Resolving the issue remains a work in progress.
"There are alleyways with no exits every time we go down this path," USGA executive director David Fay said. "That's not to say it's not being discussed. But you've got to come up with a solution first."
The long putters made headlines again last week when Ernie Els said they should be banned. The catalyst for his criticism was his South African protege, Trevor Immelman, who used a belly putter on his way to a one-shot victory in the Deutsche Bank-SAP Open.
"I think nerves and the skill of putting is part of the game," Els said. "Take a tablet if you can't handle it."
Immelman switched to the belly putter - the end of the club is anchored into the belly - not out of desperation. Rather, he found that it worked better.
Paul Azinger was the first to win with a belly putter in the 1999 Sony Open. Vijay Singh has been using one the last couple of years as he makes a bid at No. 1 in the world ranking.
"I think it's becoming an easier way to putt," Els said. "You actually push it into your body, and then you can make a perfect stroke. Where your hands, you're not always going to be in the perfect position."
The same reasoning applies to the even longer broom-handle putter, which is anchored against the chest and allows players to stand more upright as they get the pendulum effect.
Fay believes most officials would like to get rid of the long putters. But how?
"If you deal with anchoring, you might need a touch pad," he said. "Is it anchored against the body? The wind shirt? And what about heavier players?"
The other idea is to put a limit on the length of the putter.
"Then you get back to the age-old question of length," Fay said. "If you made the limit 38 or 39 inches, the guy who rides Smarty Jones, that would be a long putter for him."
The method has been around longer than some players using it. Fay keeps an old magazine article by the late Paul Runyan, which he wrote for Golf Digest in 1966. Runyan talks about playing the 1936 Belmont Open in Boston in heavy winds, which made it difficult to keep his balance while putting.
Runyan said that to stabilize himself, he took a wide stance and anchored the end of the putter into his waist with his left hand, then moved his right hand down the shaft. It worked great for shorter putts, he wrote, but he lost control with the longer putts.

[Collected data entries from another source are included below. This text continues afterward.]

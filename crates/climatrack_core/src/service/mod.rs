//! Use-case facade over repositories and aggregation.
//!
//! # Responsibility
//! - Expose the synchronous call surface consumed by the transport layer.
//! - Keep callers decoupled from SQL and rendering details.

pub mod climate_service;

He found the solution to that problem years later - a longer putter.
Els would be pleased to read the next paragraph.
"An advantage I hadn't expected is that this system minimizes the adverse effect of nervous tension," Runyan wrote, adding that it might work wonders for Ben Hogan.
Fay said he expects to hear complaints about putters that anchor to the body as often as someone wins with one.
It should be noted that no one has won a major championship with such a putter.